Exploring Cause and Explanation considers themes of perennial interest but demonstrates that archaeological knowledge in the Southwest continues to expand in directions that could not have been predicted fifty years ago.
Contributors: Kirk C. Anderson, Jesse A. M. Ballenger, Jeffery Clark, J. Andrew Darling, B. Sunday Eiselt, Mark D. Elson, Mostafa Fayek, Jeffrey R. Ferguson, Severin Fowles, Cynthia Herhahn, Vance T. Holliday, Sharon Hull, Deborah L. Huntley, Emily Lena Jones, Kathryn Kamp, Jeremy Kulisheck, Karl W. Laumbach, Toni S. Laumbach, Stephen H. Lekson, Virginia T. McLemore, Frances Joan Mathien, Michael H. Ort, Scott G. Ortman, Mary Ownby, Mary M. Prasciunas, Ann F. Ramenofsky, Erik Simpson, Ann L. W. Stodder, Ronald H. Towner
—Anthropology Review Database
Cynthia L. Herhahn is the lead archaeologist for the Bureau of Land Management New Mexico State Office. Her research interests include ceramic technology and technology transfer in the North American Southwest as well as mobility strategies in the Prehistoric Andes.
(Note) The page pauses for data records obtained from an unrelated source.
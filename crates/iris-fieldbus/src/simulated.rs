//! Simulated fieldbus master for testing without hardware.
//!
//! [`SimulatedMaster`] is a cheap handle over shared bus state: tests keep a
//! clone to script faults and inspect calls after the session took ownership
//! of the master.

use crate::master::{FieldbusMaster, ImageLayout};
use crate::slave::{AlStatus, SlaveIdentity, SlaveInfo, SlaveState};
use iris_common::config::{AcquisitionConfig, SlaveSpec};
use iris_common::error::{AcqError, AcqResult};
use iris_common::sync::lock;
use std::collections::VecDeque;
use std::sync::{Arc, Mutex};
use std::time::Duration;
use tracing::{debug, trace};

/// Input size of the simulated IRIS node: a code byte, an index byte and
/// ten 3-byte samples.
pub const IRIS_INPUT_SIZE: usize = 32;

/// Output size of the simulated IRIS node.
pub const IRIS_OUTPUT_SIZE: usize = 8;

/// Master operation recorded by the simulation (process data exchanges are
/// counted, not recorded).
#[derive(Debug, Clone, PartialEq, Eq)]
pub enum MasterCall {
    /// `open(adapter)`.
    Open(String),
    /// `enumerate_slaves()`.
    Enumerate,
    /// `map_process_image()`.
    Map,
    /// `request_state(state)`.
    RequestState(SlaveState),
    /// `check_state(target)`.
    CheckState(SlaveState),
    /// `read_states()`.
    ReadStates,
    /// `write_slave_state(position, state, acknowledge)`.
    WriteSlaveState {
        /// Node position.
        position: u16,
        /// Requested state.
        state: SlaveState,
        /// Error acknowledge flag.
        acknowledge: bool,
    },
    /// `reconfigure_slave(position)`.
    Reconfigure(u16),
    /// `recover_slave(position)`.
    Recover(u16),
    /// `check_slave_state(position, target)`.
    CheckSlaveState(u16, SlaveState),
    /// `close()`.
    Close,
}

#[derive(Debug)]
struct SimNode {
    info: SlaveInfo,
    status: AlStatus,
    reconfigure_ok: bool,
    recover_ok: bool,
}

/// Emulates the IRIS sensor: while the start command is present in output
/// byte 1 it streams channels 1..=5 followed by a full-signal frame, over
/// and over.
#[derive(Debug)]
struct SensorEmulation {
    data_code: u8,
    full_signal: u8,
    start_command: u8,
    step: u8,
    cycle: u8,
}

impl SensorEmulation {
    fn next_frame(&mut self, outputs: &[u8], frame: &mut [u8]) {
        frame.fill(0);
        if outputs.get(1) != Some(&self.start_command) {
            self.step = 0;
            return;
        }
        if frame.len() < 2 {
            return;
        }

        frame[0] = self.data_code;
        if self.step < 5 {
            let channel = self.step + 1;
            frame[1] = channel;
            for (i, byte) in frame[2..].iter_mut().enumerate() {
                *byte = self
                    .cycle
                    .wrapping_add(channel.wrapping_mul(16))
                    .wrapping_add(i as u8);
            }
            self.step += 1;
        } else {
            frame[1] = self.full_signal;
            self.step = 0;
            self.cycle = self.cycle.wrapping_add(1);
        }
    }
}

#[derive(Debug, Default)]
struct SimBus {
    adapter: Option<String>,
    nodes: Vec<SimNode>,
    layout: ImageLayout,
    block_safe_op: bool,
    block_op: bool,
    fail_exchange: bool,
    wkc_deficit: u16,
    script: VecDeque<Vec<u8>>,
    sensor: Option<SensorEmulation>,
    last_outputs: Vec<u8>,
    exchanges: u64,
    calls: Vec<MasterCall>,
}

impl SimBus {
    fn ensure_open(&self) -> AcqResult<()> {
        if self.adapter.is_some() {
            Ok(())
        } else {
            Err(AcqError::Fieldbus("simulated master not open".into()))
        }
    }

    fn node_mut(&mut self, position: u16) -> AcqResult<&mut SimNode> {
        self.nodes
            .get_mut(usize::from(position))
            .ok_or_else(|| AcqError::Fieldbus(format!("no slave at position {position}")))
    }

    /// State a node ends up in when `target` is requested.
    fn reachable(&self, current: AlStatus, target: SlaveState) -> AlStatus {
        if current.state == SlaveState::None {
            return current;
        }
        match target {
            SlaveState::SafeOp if self.block_safe_op => AlStatus::new(SlaveState::PreOp),
            SlaveState::Op if self.block_op => AlStatus::new(SlaveState::SafeOp),
            _ => AlStatus::new(target),
        }
    }

    fn lowest_state(&self) -> SlaveState {
        self.nodes
            .iter()
            .map(|n| n.status.state)
            .min_by_key(|s| *s as u8)
            .unwrap_or(SlaveState::None)
    }
}

/// Simulated fieldbus master.
#[derive(Debug, Clone, Default)]
pub struct SimulatedMaster {
    bus: Arc<Mutex<SimBus>>,
}

impl SimulatedMaster {
    /// Create a master with an empty network.
    pub fn new() -> Self {
        Self::default()
    }

    /// Create a master with one IRIS node emulating the sensor with the
    /// default acquisition codes.
    pub fn with_iris_node() -> Self {
        Self::with_iris_codes(&AcquisitionConfig::default())
    }

    /// Create a master with one IRIS node emulating the sensor with the
    /// given acquisition codes.
    pub fn with_iris_codes(codes: &AcquisitionConfig) -> Self {
        let spec = SlaveSpec::iris();
        let master = Self::new();
        master.add_slave(
            SlaveInfo::new(0, spec.name, SlaveIdentity::new(spec.vendor_id, spec.product_code))
                .with_io(IRIS_INPUT_SIZE, IRIS_OUTPUT_SIZE),
        );
        lock(&master.bus).sensor = Some(SensorEmulation {
            data_code: codes.data_code,
            full_signal: codes.full_signal,
            start_command: codes.start_command,
            step: 0,
            cycle: 0,
        });
        master
    }

    /// Append a node at the next position.
    pub fn add_slave(&self, info: SlaveInfo) {
        let mut bus = lock(&self.bus);
        let position = bus.nodes.len() as u16;
        bus.nodes.push(SimNode {
            info: SlaveInfo { position, ..info },
            status: AlStatus::new(SlaveState::Init),
            reconfigure_ok: true,
            recover_ok: true,
        });
    }

    /// Force the observed status of a node.
    pub fn set_slave_status(&self, position: u16, status: AlStatus) {
        if let Some(node) = lock(&self.bus).nodes.get_mut(usize::from(position)) {
            node.status = status;
        }
    }

    /// Current status of a node.
    pub fn slave_status(&self, position: u16) -> Option<AlStatus> {
        lock(&self.bus)
            .nodes
            .get(usize::from(position))
            .map(|n| n.status)
    }

    /// Outcome of future reconfiguration attempts for a node.
    pub fn set_reconfigure_result(&self, position: u16, ok: bool) {
        if let Some(node) = lock(&self.bus).nodes.get_mut(usize::from(position)) {
            node.reconfigure_ok = ok;
        }
    }

    /// Outcome of future recovery attempts for a node.
    pub fn set_recover_result(&self, position: u16, ok: bool) {
        if let Some(node) = lock(&self.bus).nodes.get_mut(usize::from(position)) {
            node.recover_ok = ok;
        }
    }

    /// Keep nodes out of SAFE_OP when it is requested.
    pub fn block_safe_op(&self, blocked: bool) {
        lock(&self.bus).block_safe_op = blocked;
    }

    /// Keep nodes out of OP when it is requested.
    pub fn block_op(&self, blocked: bool) {
        lock(&self.bus).block_op = blocked;
    }

    /// Make every exchange fail.
    pub fn fail_exchanges(&self, fail: bool) {
        lock(&self.bus).fail_exchange = fail;
    }

    /// Report a working counter `deficit` below the expected value.
    pub fn set_wkc_deficit(&self, deficit: u16) {
        lock(&self.bus).wkc_deficit = deficit;
    }

    /// Queue a raw input frame for the first node. Queued frames take
    /// precedence over the sensor emulation, one per exchange.
    pub fn push_input(&self, frame: Vec<u8>) {
        lock(&self.bus).script.push_back(frame);
    }

    /// Number of queued input frames not yet delivered.
    pub fn pending_inputs(&self) -> usize {
        lock(&self.bus).script.len()
    }

    /// Disable the sensor emulation so that only queued frames are delivered.
    pub fn disable_sensor(&self) {
        lock(&self.bus).sensor = None;
    }

    /// Outputs seen by the last exchange.
    pub fn last_outputs(&self) -> Vec<u8> {
        lock(&self.bus).last_outputs.clone()
    }

    /// Number of successful exchanges.
    pub fn exchange_count(&self) -> u64 {
        lock(&self.bus).exchanges
    }

    /// Returns true between `open` and `close`.
    pub fn is_open(&self) -> bool {
        lock(&self.bus).adapter.is_some()
    }

    /// Recorded master operations.
    pub fn calls(&self) -> Vec<MasterCall> {
        lock(&self.bus).calls.clone()
    }

    /// Forget recorded master operations.
    pub fn clear_calls(&self) {
        lock(&self.bus).calls.clear();
    }
}

impl FieldbusMaster for SimulatedMaster {
    fn open(&mut self, adapter: &str) -> AcqResult<()> {
        let mut bus = lock(&self.bus);
        bus.calls.push(MasterCall::Open(adapter.to_string()));
        bus.adapter = Some(adapter.to_string());
        debug!(adapter, "Simulated master opened");
        Ok(())
    }

    fn enumerate_slaves(&mut self) -> AcqResult<Vec<SlaveInfo>> {
        let mut bus = lock(&self.bus);
        bus.ensure_open()?;
        bus.calls.push(MasterCall::Enumerate);
        Ok(bus.nodes.iter().map(|n| n.info.clone()).collect())
    }

    fn map_process_image(&mut self) -> AcqResult<ImageLayout> {
        let mut bus = lock(&self.bus);
        bus.ensure_open()?;
        bus.calls.push(MasterCall::Map);
        let infos: Vec<SlaveInfo> = bus.nodes.iter().map(|n| n.info.clone()).collect();
        bus.layout = ImageLayout::packed(&infos);
        for node in &mut bus.nodes {
            if node.status.state == SlaveState::Init {
                node.status = AlStatus::new(SlaveState::PreOp);
            }
        }
        Ok(bus.layout.clone())
    }

    fn exchange(
        &mut self,
        outputs: &[u8],
        inputs: &mut [u8],
        _timeout: Duration,
    ) -> AcqResult<u16> {
        let mut bus = lock(&self.bus);
        bus.ensure_open()?;
        if bus.fail_exchange {
            return Err(AcqError::Fieldbus("simulated receive timeout".into()));
        }

        bus.last_outputs.clear();
        bus.last_outputs.extend_from_slice(outputs);

        if let Some(region) = bus.layout.first().copied() {
            let end = (region.input_offset + region.input_size).min(inputs.len());
            let frame = &mut inputs[region.input_offset.min(end)..end];
            let out_end = (region.output_offset + region.output_size).min(outputs.len());
            let node_outputs = &outputs[region.output_offset.min(out_end)..out_end];

            let scripted = bus.script.pop_front();
            if let Some(scripted) = scripted {
                frame.fill(0);
                let n = scripted.len().min(frame.len());
                frame[..n].copy_from_slice(&scripted[..n]);
            } else if let Some(sensor) = bus.sensor.as_mut() {
                sensor.next_frame(node_outputs, frame);
            }
        }

        bus.exchanges += 1;
        let wkc = bus.layout.expected_wkc.saturating_sub(bus.wkc_deficit);
        trace!(wkc, "Simulated exchange");
        Ok(wkc)
    }

    fn request_state(&mut self, state: SlaveState) -> AcqResult<()> {
        let mut bus = lock(&self.bus);
        bus.ensure_open()?;
        bus.calls.push(MasterCall::RequestState(state));
        for i in 0..bus.nodes.len() {
            let next = bus.reachable(bus.nodes[i].status, state);
            bus.nodes[i].status = next;
        }
        debug!(%state, "Simulated state request");
        Ok(())
    }

    fn check_state(&mut self, target: SlaveState, _timeout: Duration) -> AcqResult<SlaveState> {
        let mut bus = lock(&self.bus);
        bus.ensure_open()?;
        bus.calls.push(MasterCall::CheckState(target));
        Ok(bus.lowest_state())
    }

    fn read_states(&mut self) -> AcqResult<Vec<AlStatus>> {
        let mut bus = lock(&self.bus);
        bus.ensure_open()?;
        bus.calls.push(MasterCall::ReadStates);
        Ok(bus.nodes.iter().map(|n| n.status).collect())
    }

    fn write_slave_state(
        &mut self,
        position: u16,
        state: SlaveState,
        acknowledge: bool,
    ) -> AcqResult<()> {
        let mut bus = lock(&self.bus);
        bus.ensure_open()?;
        bus.calls.push(MasterCall::WriteSlaveState {
            position,
            state,
            acknowledge,
        });
        let current = bus.node_mut(position)?.status;
        if current.error && !acknowledge {
            return Ok(());
        }
        let next = bus.reachable(AlStatus::new(current.state), state);
        bus.node_mut(position)?.status = next;
        Ok(())
    }

    fn reconfigure_slave(&mut self, position: u16, _timeout: Duration) -> AcqResult<bool> {
        let mut bus = lock(&self.bus);
        bus.ensure_open()?;
        bus.calls.push(MasterCall::Reconfigure(position));
        let node = bus.node_mut(position)?;
        if node.reconfigure_ok {
            node.status = AlStatus::new(SlaveState::Op);
        }
        Ok(node.reconfigure_ok)
    }

    fn recover_slave(&mut self, position: u16, _timeout: Duration) -> AcqResult<bool> {
        let mut bus = lock(&self.bus);
        bus.ensure_open()?;
        bus.calls.push(MasterCall::Recover(position));
        let node = bus.node_mut(position)?;
        if node.recover_ok {
            node.status = AlStatus::new(SlaveState::Op);
        }
        Ok(node.recover_ok)
    }

    fn check_slave_state(
        &mut self,
        position: u16,
        target: SlaveState,
        _timeout: Duration,
    ) -> AcqResult<AlStatus> {
        let mut bus = lock(&self.bus);
        bus.ensure_open()?;
        bus.calls.push(MasterCall::CheckSlaveState(position, target));
        Ok(bus.node_mut(position)?.status)
    }

    fn close(&mut self) -> AcqResult<()> {
        let mut bus = lock(&self.bus);
        bus.calls.push(MasterCall::Close);
        bus.adapter = None;
        debug!("Simulated master closed");
        Ok(())
    }
}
She has published peer reviewed articles and contributed six chapters to edited volumes. This is her first book.
Ann F. Ramenofsky is professor emerita in anthropology at the University of New Mexico. Her interests focus on native North American responses to European contact, especially introduced infectious diseases, and archaeological methodologies. She is author of Vectors of Death: The Archaeology of European Contact and co-editor, with Anastasia Steffen, of Unit Issues in Archaeology: Time, Space, and Material.